We don’t really need reasons, we need truths that are nearly impossible to attain, and we need to understand the prime souls that govern society. A re-visitation of the Great Man theory of history, but recast with decentralized Doomed Souls.

Hijacking Civilization with the Gun of Reason

We understand that there is no universal equation that can divine the future, and any such solution that is offered is only to control the present.

Predicting immediate events is not only impossible, but it is polluted by wicked fictions.  You can control them with stories just like your opponents do – don’t even concern yourself whether or not they’re lies, simply use your narrative power to fight on that field while reinforcing the future vision on a grand scale, which is where the real truth lies.

Our opponents refuse to even admit that civilizations matter, which means we are the only ones who can operate on a civilizational level with full awareness to how they relate to its component parts, and the life cycles they are subject to.

I am reminded of Dilbert’s Scott Adams, who in 2022 released a surprisingly dark video expressing his desire to end his life in one year if his state of living did not improve. This seemed like a terminus to his multi-year campaign against those who resisted the Covid-19 vaccine, as he finally stated, “those who were against the vaccine, you were not right, but I won’t say you were wrong.”

This was the culmination of a saga of prediction, which he had built his online brand upon. Scott was a proud data analyst, not necessarily a man who trusts mainstream pundits or narratives, but believed that with enough information given to the right analytical mind, there was nothing that could be accomplished with the un-analytical mind. This was reminiscent of Vox Day, who occupies a very different part of the political landscape and invested the same sort of faith and analytical toolkit to go all-in with the Qanon movement. Up until end-of-day on January 6, he was certain that his Cold Sigma Mind paired with the inarguable data predicted that Trump would sweep into the White House, and presumably arrest every member of Congress.

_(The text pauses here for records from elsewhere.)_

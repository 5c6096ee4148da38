//! OS-facing capability traits.
//!
//! The acquisition state machine in [`crate::host`] never talks to the
//! operating system directly; everything it needs from the platform is behind
//! these two traits so the protocol can be driven on any OS (and under test
//! with in-memory fakes). The android backend provides the real
//! implementations over JNI.

use std::io::{Read, Write};

use crate::downloads::{DownloadHandle, DownloadSnapshot};
use crate::error::Result;
use crate::host::RequestKind;
use crate::UriPermissions;

/// Document pickers and content streams.
///
/// Launch operations return as soon as the picker is on screen; the result
/// arrives later through [`crate::host::FileHost::resolve`] carrying the
/// [`RequestKind`] passed here.
pub trait PlatformServices {
    /// Opaque reference to externally owned content (a `content://` Uri on
    /// Android, a path in tests).
    type Uri;
    /// Readable byte stream for a [`Self::Uri`].
    type Stream: Read;
    /// Writable stream for a document created under a picked folder.
    type Sink: Write;

    /// Shows the system document picker filtered to `mime`.
    fn launch_document_picker(&mut self, mime: &str, request: RequestKind) -> Result<()>;

    /// Shows the system folder picker, granting `grants` on the picked tree.
    fn launch_tree_picker(&mut self, request: RequestKind, grants: UriPermissions) -> Result<()>;

    /// Opens `uri` for reading.
    fn open_content(&mut self, uri: &Self::Uri) -> Result<Self::Stream>;

    /// Creates a new document called `name` with type `mime` under the picked
    /// folder `tree` and opens it for writing.
    fn create_document(&mut self, tree: &Self::Uri, name: &str, mime: &str) -> Result<Self::Sink>;

    /// Best-effort display path for `uri`; empty when none can be resolved.
    fn uri_path(&mut self, uri: &Self::Uri) -> String;
}

/// Thin front over the platform download manager. Stateless by design: every
/// call re-queries the manager by id.
pub trait DownloadBackend {
    /// Starts a background transfer of `url` into the app's external storage
    /// area under `filename`.
    fn enqueue(&mut self, url: &str, filename: &str) -> Result<DownloadHandle>;

    /// Cancels a transfer and removes its partial file. Returns whether the
    /// manager still knew the id.
    fn remove(&mut self, handle: DownloadHandle) -> bool;

    /// Current status row for `handle`, or `None` when the manager has no
    /// record of it.
    fn query(&mut self, handle: DownloadHandle) -> Option<DownloadSnapshot>;
}
//! Download manager pass-throughs.
//!
//! The platform download manager owns all transfer state; this crate never
//! stores more than the opaque id it hands back to the engine. Every status or
//! progress query goes straight back to the manager.

use num_enum::FromPrimitive;

/// Opaque id returned by the platform download manager when a transfer is
/// enqueued. The engine is the owner of record; pass it back in to cancel or
/// query the transfer.
#[derive(Debug, Clone, Copy, PartialEq, Eq, Hash)]
pub struct DownloadHandle(pub i64);

/// Terminal and in-flight states of a transfer, using the raw values of the
/// download manager's status column (`DownloadManager.COLUMN_STATUS`).
/// Unknown ids and unrecognized codes both map to [`DownloadStatus::Invalid`].
#[derive(Debug, Clone, Copy, PartialEq, Eq, FromPrimitive)]
#[repr(i32)]
pub enum DownloadStatus {
    #[num_enum(default)]
    Invalid = 0x00,
    Pending = 0x01,
    Running = 0x02,
    Paused = 0x04,
    Successful = 0x08,
    Failed = 0x10,
}

impl DownloadStatus {
    /// Whether the transfer is still moving (pending, running or paused).
    pub fn is_active(self) -> bool {
        matches!(
            self,
            DownloadStatus::Pending | DownloadStatus::Running | DownloadStatus::Paused
        )
    }
}

/// One row of the download manager's status query, as raw column values.
#[derive(Debug, Clone, Copy, Default)]
pub struct DownloadSnapshot {
    /// Raw status column value, convertible via [`DownloadStatus::from`].
    pub status: i32,
    pub bytes_so_far: i64,
    pub total_bytes: i64,
}

/// Shapes a query row into the `(bytes_so_far, total_bytes)` pair reported to
/// the engine: `(0, 0)` for unknown ids, byte counters while the transfer is
/// active, and `total == current` once it succeeded.
pub(crate) fn progress_of(snapshot: Option<DownloadSnapshot>) -> (i64, i64) {
    let Some(snapshot) = snapshot else {
        return (0, 0);
    };
    match DownloadStatus::from(snapshot.status) {
        DownloadStatus::Invalid => (0, 0),
        DownloadStatus::Successful => (snapshot.total_bytes, snapshot.total_bytes),
        DownloadStatus::Failed => (0, snapshot.total_bytes),
        _ => (snapshot.bytes_so_far, snapshot.total_bytes),
    }
}
impl Mesh {
    fn check_face_handle(&self, f: FaceId) -> Result<()> {
        if f.index() >= self.faces.len() {
            return Err(MeshError::InvalidHandle(format!("{:?} is out of range", f)));
        }
        Ok(())
    }

    /// Soft-delete a face.
    ///
    /// The face leaves both slots of each of its edges (a surviving face in
    /// slot 1 moves down to slot 0) and the face lists of its nodes, and its
    /// `active` flag is cleared. Edges and nodes stay active. Removing an
    /// already inactive face does nothing.
    pub fn remove(&mut self, f: FaceId) -> Result<()> {
        self.check_face_handle(f)?;
        if !self.faces[f.index()].active {
            return Ok(());
        }

        let face = &self.faces[f.index()];
        let (edges, nodes) = (face.edges, face.nodes);

        for e in edges {
            self.edges[e.index()].detach(f);
        }
        for n in nodes {
            self.nodes[n.index()].faces.retain(|&g| g != f);
        }

        self.faces[f.index()].active = false;
        Ok(())
    }

    /// Flip an interior edge.
    ///
    /// With `n0, n1` the edge endpoints and `on0, on1` the corners of its two
    /// faces opposite the edge, the flip happens only when
    /// `|n0 n1|² >= |on0 on1|²` and the angles at `on0` and `on1` sum to at
    /// least 180 degrees. The two faces are then replaced by `(n0, on0, on1)`
    /// and `(n1, on1, on0)`, oriented like the faces they replace, and the old
    /// edge is marked inactive.
    ///
    /// Returns `Ok(true)` if the edge was flipped and `Ok(false)` if it was
    /// left alone (inactive, boundary, criteria not met, or degenerate).
    ///
    /// # Errors
    ///
    /// [`MeshError::NonManifoldEdge`] if `on0` and `on1` are already joined by
    /// an edge with faces; the mesh is not modified.
    pub fn flip(&mut self, e: EdgeId) -> Result<bool> {
        if e.index() >= self.edges.len() {
            return Err(MeshError::InvalidHandle(format!("{:?} is out of range", e)));
        }

        let edge = self.edge(e);
        if !edge.active {
            return Ok(false);
        }
        let [Some(f0), Some(f1)] = edge.faces else {
            return Ok(false);
        };
        let [n0, n1] = edge.nodes;

        let (Some(on0), Some(on1)) = (
            self.face(f0).opposite(n0, n1),
            self.face(f1).opposite(n0, n1),
        ) else {
            return Err(MeshError::InvalidState(format!(
                "{:?} lists a face that does not contain it",
                e
            )));
        };
        if on0 == on1 {
            debug!("flip {:?}: faces {:?} and {:?} fold onto each other", e, f0, f1);
            return Ok(false);
        }

        let d0 = geometry::length2(self.position(n0), self.position(n1));
        let d1 = geometry::length2(self.position(on0), self.position(on1));
        if d0 < d1 {
            return Ok(false);
        }

        let (Some(theta0), Some(theta1)) =
            (self.face_angle_at(f0, on0), self.face_angle_at(f1, on1))
        else {
            debug!("flip {:?}: degenerate opposite angle", e);
            return Ok(false);
        };
        if theta0 + theta1 < FLIP_MIN_ANGLE_SUM {
            return Ok(false);
        }

        if let Some(diagonal) = self.find_edge(on0, on1) {
            if self.edge(diagonal).face_count() > 0 {
                return Err(MeshError::NonManifoldEdge {
                    v0: on0.index(),
                    v1: on1.index(),
                });
            }
        }

        let (a, b) = if self.face(f0).has_directed_side(n0, n1) {
            ([n0, on1, on0], [n1, on0, on1])
        } else {
            ([n0, on0, on1], [n1, on1, on0])
        };

        self.remove(f0)?;
        self.remove(f1)?;
        self.add_face(a)?;
        self.add_face(b)?;
        self.edges[e.index()].active = false;

        debug!("flipped {:?} ({:?}-{:?} -> {:?}-{:?})", e, n0, n1, on0, on1);
        Ok(true)
    }

    /// Split a face 1-to-3 at its centroid.
    ///
    /// A new node is created at the centroid with the next sequential id, the
    /// face is removed and three faces are inserted, each pairing one side of
    /// the original with the new node.
    ///
    /// Returns the new node, or `None` if the face is inactive or its area is
    /// not above [`REFINE_AREA_EPSILON`].
    pub fn refine(&mut self, f: FaceId) -> Result<Option<NodeId>> {
        self.check_face_handle(f)?;
        if !self.face(f).active {
            return Ok(None);
        }

        let area = self.face_area(f);
        if area <= REFINE_AREA_EPSILON {
            debug!("refine {:?}: area {:e} too small, skipped", f, area);
            return Ok(None);
        }

        let [a, b, c] = self.face(f).nodes;
        let centroid = self.face_centroid(f);

        self.remove(f)?;
        let g = self.add_node(centroid);
        self.add_face([a, b, g])?;
        self.add_face([b, c, g])?;
        self.add_face([c, a, g])?;

        Ok(Some(g))
    }

    /// Attempt one flip on every interior edge that is active at call time.
    ///
    /// Edges whose flip would create a non-manifold edge are skipped.
    /// Returns the number of edges flipped.
    pub fn flip_pass(&mut self) -> Result<usize> {
        self.flip_pass_with_progress(&Progress::none())
    }

    /// Like [`Mesh::flip_pass`], reporting progress per edge.
    pub fn flip_pass_with_progress(&mut self, progress: &Progress) -> Result<usize> {
        let candidates: Vec<EdgeId> = self
            .active_edge_ids()
            .filter(|&e| self.edge(e).is_interior())
            .collect();

        let total = candidates.len();
        let mut flipped = 0;

        for (i, e) in candidates.into_iter().enumerate() {
            match self.flip(e) {
                Ok(true) => flipped += 1,
                Ok(false) => {}
                Err(err) if err.is_invalid_topology() => {
                    debug!("flip {:?} rejected: {}", e, err);
                }
                Err(err) => return Err(err),
            }
            progress.report(i + 1, total, "Flipping edges");
        }

        debug!("flip pass: {} of {} edges flipped", flipped, total);
        Ok(flipped)
    }

    /// Refine every face that is active at call time.
    ///
    /// Returns the number of faces split.
    pub fn refine_all(&mut self) -> Result<usize> {
        self.refine_all_with_progress(&Progress::none())
    }

    /// Like [`Mesh::refine_all`], reporting progress per face.
    pub fn refine_all_with_progress(&mut self, progress: &Progress) -> Result<usize> {
        let faces: Vec<FaceId> = self.active_face_ids().collect();
        let total = faces.len();
        let mut split = 0;

        for (i, f) in faces.into_iter().enumerate() {
            if self.refine(f)?.is_some() {
                split += 1;
            }
            progress.report(i + 1, total, "Refining faces");
        }

        Ok(split)
    }

    /// Rebuild the mesh from its active faces, dropping every inactive
    /// element and every node no active face uses.
    ///
    /// Returns a map from old node index to new node handle.
    pub fn compact(&mut self) -> Result<Vec<Option<NodeId>>> {
        let (vertices, faces, map) = to_face_vertex_with_map(self);
        let normals: Vec<_> = self.active_faces().map(|(_, f)| f.normal).collect();

        let mut rebuilt = build_from_triangles(&vertices, &faces)?;
        for (face, normal) in rebuilt.faces.iter_mut().zip(normals) {
            face.normal = normal;
        }
        rebuilt.update_bounds();

        debug!(
            "compacted mesh: {} -> {} nodes, {} -> {} faces",
            self.num_nodes(),
            rebuilt.num_nodes(),
            self.num_faces(),
            rebuilt.num_faces()
        );

        *self = rebuilt;
        Ok(map.into_iter().map(|m| m.map(NodeId::new)).collect())
    }
}
//! OFF (Object File Format) reader.
//!
//! The accepted layout is the magic token `OFF`, then
//! `<vertices> <faces> <edges>`, then one `x y z` record per vertex and one
//! `3 i j k` record per face with 0-based vertex indices. The edge count is
//! read but not checked. Faces of any degree other than 3 are rejected.

use std::fs::File;
use std::io::{BufRead, BufReader};
use std::path::Path;

use log::{info, warn};
use nalgebra::Point3;

use super::{with_path, Tokens};
use crate::error::{MeshError, Result};
use crate::mesh::{build_from_triangles, Mesh};

/// Read an OFF mesh from a reader.
///
/// # Example
///
/// ```
/// use affine_motion::io::off;
///
/// let text = "OFF\n3 1 3\n0 0 0\n1 0 0\n0 1 0\n3 0 1 2\n";
/// let mesh = off::read(text.as_bytes()).unwrap();
/// assert_eq!(mesh.num_active_faces(), 1);
/// ```
pub fn read<R: BufRead>(mut reader: R) -> Result<Mesh> {
    let mut text = String::new();
    reader.read_to_string(&mut text)?;
    parse(&text)
}

/// Load an OFF mesh from a file.
pub fn load<P: AsRef<Path>>(path: P) -> Result<Mesh> {
    let path = path.as_ref();
    let file = File::open(path).map_err(|e| MeshError::LoadError {
        path: path.to_path_buf(),
        message: e.to_string(),
    })?;

    let mesh = read(BufReader::new(file)).map_err(|e| with_path(e, path))?;
    info!(
        "loaded {}: {} nodes, {} faces",
        path.display(),
        mesh.num_nodes(),
        mesh.num_faces()
    );
    Ok(mesh)
}

fn parse(text: &str) -> Result<Mesh> {
    let mut tokens = Tokens::new(text);

    let magic = tokens.expect("OFF header")?;
    if magic != "OFF" {
        return Err(MeshError::format(
            tokens.line(),
            format!("expected OFF header, found {:?}", magic),
        ));
    }

    let num_vertices: usize = tokens.parse("vertex count")?;
    let num_faces: usize = tokens.parse("face count")?;
    let num_edges: usize = tokens.parse("edge count")?;

    let mut vertices = Vec::with_capacity(num_vertices);
    for _ in 0..num_vertices {
        let x = tokens.parse("x coordinate")?;
        let y = tokens.parse("y coordinate")?;
        let z = tokens.parse("z coordinate")?;
        vertices.push(Point3::new(x, y, z));
    }

    let mut faces = Vec::with_capacity(num_faces);
    for fi in 0..num_faces {
        let degree: usize = tokens.parse("face degree")?;
        if degree != 3 {
            return Err(MeshError::format(
                tokens.line(),
                format!("face {} has {} vertices, only triangles are supported", fi, degree),
            ));
        }
        let i = tokens.parse("vertex index")?;
        let j = tokens.parse("vertex index")?;
        let k = tokens.parse("vertex index")?;
        faces.push([i, j, k]);
    }

    let mesh = build_from_triangles(&vertices, &faces)?;

    if num_edges != 0 && num_edges != mesh.num_edges() {
        warn!(
            "OFF header declares {} edges, mesh has {}",
            num_edges,
            mesh.num_edges()
        );
    }

    Ok(mesh)
}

In both of these cases, I have yet to see a mea culpa that indicates that they must rethink their predictive acumen. I have witnessed similar thought-leaders in the dissident sphere make incredibly inaccurate predictions on Covid-19, the war in Ukraine, and every single election in my lifetime. I do not believe I have ever seen anyone correctly predict anything, and those who claim to have succeeded in this endeavor have given the most flaccid and vague predictions. We have no shortage of NEETstrodamuses.

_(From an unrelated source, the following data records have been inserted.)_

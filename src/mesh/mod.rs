//! Core mesh data structures.
//!
//! This module provides a topological triangle mesh with explicit node,
//! edge and face records, plus the local editing operators that keep their
//! adjacency consistent.
//!
//! # Overview
//!
//! The primary type is [`Mesh`]. It owns three append-only arenas and hands
//! out typed handles ([`NodeId`], [`EdgeId`], [`FaceId`]) into them. Each
//! edge knows its two endpoints and up to two faces; each face knows its
//! three nodes and three sides; each node knows its incident faces and the
//! edges for which it is the lower-id endpoint.
//!
//! Elements are never erased. Editing operators clear `active` flags, so any
//! traversal over raw element lists must skip inactive elements.
//!
//! # Construction
//!
//! ```
//! use affine_motion::mesh::{Mesh, NodeId};
//! use nalgebra::Point3;
//!
//! let mut mesh = Mesh::new();
//! let a = mesh.add_node(Point3::new(0.0, 0.0, 0.0));
//! let b = mesh.add_node(Point3::new(1.0, 0.0, 0.0));
//! let c = mesh.add_node(Point3::new(0.0, 1.0, 0.0));
//! let d = mesh.add_node(Point3::new(1.0, 1.0, 0.0));
//!
//! mesh.add_face([a, b, c]).unwrap();
//! mesh.add_face([c, b, d]).unwrap();
//!
//! // The shared side is a single edge with two faces.
//! let shared = mesh.find_edge(b, c).unwrap();
//! assert!(mesh.edge(shared).is_interior());
//! ```
//!
//! # Editing
//!
//! ```
//! use affine_motion::mesh::{build_from_triangles, FaceId};
//! use nalgebra::Point3;
//!
//! let vertices = vec![
//!     Point3::new(0.0, 0.0, 0.0),
//!     Point3::new(1.0, 0.0, 0.0),
//!     Point3::new(0.0, 1.0, 0.0),
//! ];
//! let mut mesh = build_from_triangles(&vertices, &[[0, 1, 2]]).unwrap();
//!
//! mesh.refine(FaceId::new(0)).unwrap();
//! assert_eq!(mesh.num_active_faces(), 3);
//! assert_eq!(mesh.num_active_nodes(), 4);
//! ```

mod builder;
mod edit;
mod element;
pub mod geometry;
mod index;
mod trimesh;

pub use builder::{build_from_triangles, compaction_map, to_face_vertex};
pub use edit::{FLIP_MIN_ANGLE_SUM, REFINE_AREA_EPSILON};
pub use element::{Edge, Face, Node};
pub use index::{EdgeId, FaceId, NodeId};
pub use trimesh::Mesh;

You don’t need to be an elite to change the world, you just need to understand the complex influence afforded decentralized doomed souls, and learn from the Antichrist’s relationship with the world. Truth is to be found in large trends and it is the only thing the vanguardism-minded individual should be trying to understand, but it requires pivoting away from predicting the future and only predicting it in spirit as a way to guide the present. In this sense you employ dark magick propaganda, just like media outlets, governments, scientists, and those who shape history.

  1. 1.
    Chancellor E. Devil Take the Hindmost: A History of Financial Speculation. Plume; 2000.
  2. 2.
    Taleb N. The Black Swan: The Impact of the Highly Improbable. 2nd ed. : ‎ Random House Trade Paperbacks; 2010.
  3. 3.
    Binmore K. Game Theory: A Very Short Introduction. Oxford University Press; 2007.
  4. 4.
    Mearsheimer JJ. The Tragedy of Great Power Politics. WW Norton; 2014.
  5. 5.
    Evola J. Revolt Against the Modern World: Politics, Religion, and Social Order in the Kali Yuga. Inner Traditions; 1995.
  6. 6.
    Rose S. Orthodoxy and the Religion of the Future. 5th ed. St. Herman Press; 1997.